Het is heden uw avond en morgen uw dag,
en met bloemen, met eigen geplukte,
Heb ik de eer, dat ik, moeder, besteken u mag!
En wat krijgt thans uw moedige jongen?
Gelooft ge hem niet? Wel! 'k doe het opnieuw!
Zie, 'k ging met mijn kruk tot het hekken,
Tot waar in de diepte het waterken spoelt
en de vischjes al kronkelend zwemmen,
Al blinkend en schittrend in 't zonnegestraal,
dat hun schubjes verguldt en verzilvert!
Ik rustte wat uit, en ik kroop weer voort,
want de bloemekens groeiden nog verder.
| |
| |
Doch ik heb ze gehaald, en ik breng ze u hier...
maar, moeder, wat zucht ge en weent ge?
O! ik klaag niet meer, als ik voormaals deed;
want ik voel het, nog weinige dagen,
En ik loop en ik huppel met de anderen mee,
met de jongens, die spelen en joelen
Langs wegen en stegen, ik werp mijn kruk
in het water, den visschen tot speelding!
Want, moeder, bezie mijn bandekens eens,
- doorschijnende waren ze als glaswerk -
Thans worden ze rood, vol warmte en gevoel,
niet langer nog blijven ze onledig.
Mijn oog zoo mat wordt blinkend klaar,
mijn hoofdeken loom is verhelderd.
Veel sterker mijn beenen, ik leer weldra
in de boomen al klauterend klimmen.
Daar pluk ik de blozende kriek en de kers
en wat later nog peren en appels.
En ik breng ze u, moeder, mijn moederken lief,
en dat maakt ze in uw oogen nog schooner.
O moeder, de zon! zij maakt mij sterk
als de takken en twijgen der boomen.
Het rood dat ze schildert op appel en peer,
daar siert ze mijn mager gelaat meê.
'k Voel warmte in mijn leden en vreugd in mijn hart.

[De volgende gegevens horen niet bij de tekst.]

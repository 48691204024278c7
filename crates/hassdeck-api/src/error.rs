use thiserror::Error;

/// Top-level error type for the `hassdeck-api` crate.
///
/// Covers every failure mode of both HTTP surfaces (hub and preference
/// store). `hassdeck-core` maps these into domain diagnostics.
#[derive(Debug, Error)]
pub enum Error {
    // ── Authentication ──────────────────────────────────────────────
    /// The hub rejected the access token (HTTP 401/403).
    #[error("Authentication failed: {message}")]
    Authentication { message: String },

    // ── Transport ───────────────────────────────────────────────────
    /// HTTP transport error (connection refused, DNS failure, etc.)
    #[error("HTTP transport error: {0}")]
    Transport(#[from] reqwest::Error),

    /// URL parsing error.
    #[error("Invalid URL: {0}")]
    InvalidUrl(#[from] url::ParseError),

    /// Request timed out.
    #[error("Request timed out after {timeout_secs}s")]
    Timeout { timeout_secs: u64 },

    /// TLS handshake or certificate error.
    #[error("TLS error: {0}")]
    Tls(String),

    // ── Remote ──────────────────────────────────────────────────────
    /// Non-success HTTP status with the (truncated) response body.
    #[error("HTTP {status}: {message}")]
    Http { status: u16, message: String },

    /// The hub answered, but not with what the endpoint promises.
    #[error("Unexpected response from {endpoint}: {message}")]
    UnexpectedResponse { endpoint: String, message: String },

    // ── Data ────────────────────────────────────────────────────────
    /// JSON deserialization failed, with the raw body for debugging.
    #[error("Deserialization error: {message}")]
    Deserialization { message: String, body: String },
}

impl Error {
    /// Returns `true` if the token was rejected.
    pub fn is_auth_error(&self) -> bool {
        matches!(self, Self::Authentication { .. })
    }

    /// Returns `true` if this is a transient error worth retrying.
    pub fn is_transient(&self) -> bool {
        match self {
            Self::Transport(e) => e.is_timeout() || e.is_connect(),
            Self::Timeout { .. } => true,
            Self::Http { status, .. } => *status >= 500,
            _ => false,
        }
    }

    /// Returns `true` if this is a "not found" error.
    pub fn is_not_found(&self) -> bool {
        match self {
            Self::Transport(e) => e.status() == Some(reqwest::StatusCode::NOT_FOUND),
            Self::Http { status: 404, .. } => true,
            _ => false,
        }
    }

    /// The HTTP status code, when the failure carried one.
    pub fn status(&self) -> Option<u16> {
        match self {
            Self::Transport(e) => e.status().map(|s| s.as_u16()),
            Self::Http { status, .. } => Some(*status),
            _ => None,
        }
    }
}
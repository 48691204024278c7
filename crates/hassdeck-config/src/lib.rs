//! Shared configuration for hassdeck.
//!
//! TOML profiles, token resolution (env + keyring + plaintext), the
//! local data directory, and translation to `hassdeck_core::ControllerConfig`.

use std::collections::HashMap;
use std::path::{Path, PathBuf};
use std::time::Duration;

use directories::ProjectDirs;
use figment::{
    Figment,
    providers::{Env, Format, Serialized, Toml},
};
use secrecy::SecretString;
use serde::{Deserialize, Serialize};
use thiserror::Error;

use hassdeck_core::{ControllerConfig, PreferenceStoreConfig, TlsVerification};

const KEYRING_SERVICE: &str = "hassdeck";

// ── Error ───────────────────────────────────────────────────────────

#[derive(Debug, Error)]
pub enum ConfigError {
    #[error("invalid {field}: {reason}")]
    Validation { field: String, reason: String },

    #[error("no access token configured for profile '{profile}'")]
    NoCredentials { profile: String },

    #[error("profile '{profile}' not found")]
    UnknownProfile { profile: String },

    #[error("failed to serialize config: {0}")]
    Serialization(#[from] toml::ser::Error),

    #[error("config loading failed: {0}")]
    Figment(Box<figment::Error>),

    #[error("keyring error: {0}")]
    Keyring(#[from] keyring::Error),

    #[error("IO error: {0}")]
    Io(#[from] std::io::Error),
}

impl From<figment::Error> for ConfigError {
    fn from(err: figment::Error) -> Self {
        Self::Figment(Box::new(err))
    }
}

// ── TOML config structs ─────────────────────────────────────────────

/// Top-level TOML configuration.
#[derive(Debug, Clone, PartialEq, Deserialize, Serialize)]
pub struct Config {
    /// Default profile name.
    pub default_profile: Option<String>,

    /// Global defaults.
    #[serde(default)]
    pub defaults: Defaults,

    /// Named hub profiles.
    #[serde(default)]
    pub profiles: HashMap<String, Profile>,
}

impl Default for Config {
    fn default() -> Self {
        Self {
            default_profile: Some("default".into()),
            defaults: Defaults::default(),
            profiles: HashMap::new(),
        }
    }
}

impl Config {
    /// Name of the profile to use: explicit, then configured default.
    pub fn profile_name<'a>(&'a self, explicit: Option<&'a str>) -> &'a str {
        explicit
            .or(self.default_profile.as_deref())
            .unwrap_or("default")
    }

    pub fn profile(&self, name: &str) -> Result<&Profile, ConfigError> {
        self.profiles
            .get(name)
            .ok_or_else(|| ConfigError::UnknownProfile {
                profile: name.into(),
            })
    }
}

#[derive(Debug, Clone, PartialEq, Deserialize, Serialize)]
pub struct Defaults {
    #[serde(default = "default_output")]
    pub output: String,

    #[serde(default = "default_color")]
    pub color: String,

    #[serde(default)]
    pub insecure: bool,

    #[serde(default = "default_timeout")]
    pub timeout: u64,
}

impl Default for Defaults {
    fn default() -> Self {
        Self {
            output: default_output(),
            color: default_color(),
            insecure: false,
            timeout: default_timeout(),
        }
    }
}

fn default_output() -> String {
    "table".into()
}
fn default_color() -> String {
    "auto".into()
}
fn default_timeout() -> u64 {
    10
}

/// A named hub profile.
#[derive(Debug, Clone, Default, PartialEq, Deserialize, Serialize)]
pub struct Profile {
    /// Hub base URL (e.g., "http://homeassistant.local:8123").
    pub url: String,

    /// Long-lived access token (plaintext; prefer keyring or env var).
    pub token: Option<String>,

    /// Environment variable name containing the access token.
    pub token_env: Option<String>,

    /// Skip TLS verification.
    pub insecure: Option<bool>,

    /// Path to custom CA certificate.
    pub ca_cert: Option<PathBuf>,

    /// Override request timeout (seconds).
    pub timeout: Option<u64>,

    /// Remote preference store base URL.
    pub prefs_url: Option<String>,
}

// ── Paths ───────────────────────────────────────────────────────────

fn project_dirs() -> Option<ProjectDirs> {
    ProjectDirs::from("io", "hassdeck", "hassdeck")
}

fn dirs_fallback() -> PathBuf {
    let mut p = PathBuf::from(std::env::var("HOME").unwrap_or_else(|_| ".".into()));
    p.push(".config");
    p.push("hassdeck");
    p
}

/// Resolve the config file path via XDG / platform conventions.
pub fn config_path() -> PathBuf {
    project_dirs().map_or_else(
        || dirs_fallback().join("config.toml"),
        |dirs| dirs.config_dir().join("config.toml"),
    )
}

/// Local preference directory for one profile.
pub fn data_dir(profile_name: &str) -> PathBuf {
    project_dirs()
        .map_or_else(
            || dirs_fallback().join("data"),
            |dirs| dirs.data_dir().to_path_buf(),
        )
        .join(profile_name)
}

// ── Config loading ──────────────────────────────────────────────────

/// Load the full Config from the canonical file + environment.
pub fn load_config() -> Result<Config, ConfigError> {
    load_config_from(&config_path())
}

/// Load from an explicit file; a missing file yields the defaults.
///
/// `HASSDECK_`-prefixed env vars override file values; `__` separates
/// nested keys (`HASSDECK_DEFAULTS__TIMEOUT=5`).
pub fn load_config_from(path: &Path) -> Result<Config, ConfigError> {
    let figment = Figment::new()
        .merge(Serialized::defaults(Config::default()))
        .merge(Toml::file(path))
        .merge(Env::prefixed("HASSDECK_").split("__"));

    let config: Config = figment.extract()?;
    Ok(config)
}

/// Load config, returning a default if it cannot be read.
pub fn load_config_or_default() -> Config {
    load_config().unwrap_or_default()
}

// ── Config saving ───────────────────────────────────────────────────

/// Serialize config to TOML and write to the canonical config path.
pub fn save_config(cfg: &Config) -> Result<(), ConfigError> {
    save_config_to(cfg, &config_path())
}

pub fn save_config_to(cfg: &Config, path: &Path) -> Result<(), ConfigError> {
    if let Some(parent) = path.parent() {
        std::fs::create_dir_all(parent)?;
    }
    let toml_str = toml::to_string_pretty(cfg)?;
    std::fs::write(path, toml_str)?;
    Ok(())
}

// ── Token resolution ────────────────────────────────────────────────

fn keyring_entry(profile_name: &str) -> Result<keyring::Entry, keyring::Error> {
    keyring::Entry::new(KEYRING_SERVICE, &format!("{profile_name}/token"))
}

/// Resolve the access token: env var, then keyring, then plaintext.
pub fn resolve_token(profile: &Profile, profile_name: &str) -> Result<SecretString, ConfigError> {
    // 1. Profile's token_env → env var lookup
    if let Some(ref env_name) = profile.token_env {
        if let Ok(val) = std::env::var(env_name) {
            return Ok(SecretString::from(val));
        }
    }

    // 2. System keyring
    if let Ok(entry) = keyring_entry(profile_name) {
        if let Ok(secret) = entry.get_password() {
            return Ok(SecretString::from(secret));
        }
    }

    // 3. Plaintext in config
    if let Some(ref token) = profile.token {
        return Ok(SecretString::from(token.clone()));
    }

    Err(ConfigError::NoCredentials {
        profile: profile_name.into(),
    })
}

/// Store a token in the system keyring for `profile_name`.
pub fn store_token(profile_name: &str, token: &str) -> Result<(), ConfigError> {
    keyring_entry(profile_name)?.set_password(token)?;
    Ok(())
}

// ── Translation ─────────────────────────────────────────────────────

fn parse_url(field: &str, raw: &str) -> Result<url::Url, ConfigError> {
    raw.parse().map_err(|_| ConfigError::Validation {
        field: field.into(),
        reason: format!("invalid URL: {raw}"),
    })
}

/// Build a `ControllerConfig` from a profile and an already resolved token.
pub fn profile_to_controller_config(
    profile: &Profile,
    defaults: &Defaults,
    token: SecretString,
) -> Result<ControllerConfig, ConfigError> {
    let url = parse_url("url", &profile.url)?;

    let mut config = ControllerConfig::new(url, token);
    config.tls = if profile.insecure.unwrap_or(defaults.insecure) {
        TlsVerification::DangerAcceptInvalid
    } else if let Some(ref ca_path) = profile.ca_cert {
        TlsVerification::CustomCa(ca_path.clone())
    } else {
        TlsVerification::SystemDefaults
    };
    config.timeout = Duration::from_secs(profile.timeout.unwrap_or(defaults.timeout));
    config.preferences = profile
        .prefs_url
        .as_deref()
        .map(|raw| {
            parse_url("prefs_url", raw).map(|url| PreferenceStoreConfig { url, token: None })
        })
        .transpose()?;

    Ok(config)
}

#[cfg(test)]
#[allow(clippy::unwrap_used)]
mod tests {
    use super::*;
    use pretty_assertions::assert_eq;
    use secrecy::ExposeSecret;

    #[test]
    fn missing_file_yields_defaults() {
        let dir = tempfile::tempdir().unwrap();
        let config = load_config_from(&dir.path().join("absent.toml")).unwrap();
        assert_eq!(config.defaults, Defaults::default());
        assert_eq!(config.profile_name(None), "default");
    }

    #[test]
    fn save_then_load_roundtrip() {
        let dir = tempfile::tempdir().unwrap();
        let path = dir.path().join("nested/config.toml");

        let mut config = Config::default();
        config.profiles.insert(
            "home".into(),
            Profile {
                url: "http://ha.local:8123".into(),
                token_env: Some("HA_TOKEN".into()),
                prefs_url: Some("http://nas.local:9000".into()),
                ..Profile::default()
            },
        );
        config.default_profile = Some("home".into());
        save_config_to(&config, &path).unwrap();

        let loaded = load_config_from(&path).unwrap();
        assert_eq!(loaded.profile_name(None), "home");
        assert_eq!(loaded.profile("home").unwrap(), &config.profiles["home"]);
        assert!(loaded.profile("work").is_err());
    }

    #[test]
    fn plaintext_token_is_the_last_resort() {
        let profile = Profile {
            url: "http://ha.local:8123".into(),
            token: Some("plain".into()),
            token_env: Some("HASSDECK_TEST_TOKEN_THAT_IS_NEVER_SET".into()),
            ..Profile::default()
        };
        let token = resolve_token(&profile, "hassdeck-test-profile-without-keyring").unwrap();
        assert_eq!(token.expose_secret(), "plain");
    }

    #[test]
    fn missing_token_is_an_error() {
        let profile = Profile {
            url: "http://ha.local:8123".into(),
            ..Profile::default()
        };
        assert!(matches!(
            resolve_token(&profile, "hassdeck-test-profile-without-keyring"),
            Err(ConfigError::NoCredentials { .. })
        ));
    }

    #[test]
    fn profile_translates_to_controller_config() {
        let profile = Profile {
            url: "https://ha.local:8123".into(),
            insecure: Some(true),
            timeout: Some(4),
            prefs_url: Some("http://nas.local:9000/prefs".into()),
            ..Profile::default()
        };
        let config = profile_to_controller_config(
            &profile,
            &Defaults::default(),
            SecretString::from("t".to_string()),
        )
        .unwrap();

        assert_eq!(config.url.as_str(), "https://ha.local:8123/");
        assert_eq!(config.tls, TlsVerification::DangerAcceptInvalid);
        assert_eq!(config.timeout, Duration::from_secs(4));
        assert_eq!(
            config.preferences.unwrap().url.as_str(),
            "http://nas.local:9000/prefs"
        );
    }

    #[test]
    fn invalid_url_is_rejected() {
        let profile = Profile {
            url: "not a url".into(),
            ..Profile::default()
        };
        let err = profile_to_controller_config(
            &profile,
            &Defaults::default(),
            SecretString::from("t".to_string()),
        )
        .unwrap_err();
        assert!(matches!(err, ConfigError::Validation { .. }));
    }
}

O zon! schijn voort en versterk me!
U dank ik het leven! o zon, schijn voort
en verlicht ook 't hart van mijn moeder.
| |
III.
O moeder, wat dunken de nachten me lang!
zij doet naar de zonne me trachten.
Doch ze rijst zoo laat en ze schijnt zoo flauw
en ik word van de koude als versteven.
De bloemen zijn dood en het fruit is geplukt
en nog kan ik mijn krukken niet missen,
| |
| |
Ja, droefheid komt en bevangt me opnieuw,
en de blos op mijn wangen is henen.
O moet ik verliezen al 't gene mij schonk
de zonne, de liefelijk schoone?
O komt weer lijden en loomheid terug?
Dan kan ik, noch zal ik genezen!
Doch immer bemin ik de zon en heur glans,
want schoon toch blijft ze als te voren.
Ja, schooner nog, 's avonds, bij d'afscheidsgroet,
als ik voel heur kus op mijn voorhoofd,
En het is of ze fluisterde stil, gansch stil.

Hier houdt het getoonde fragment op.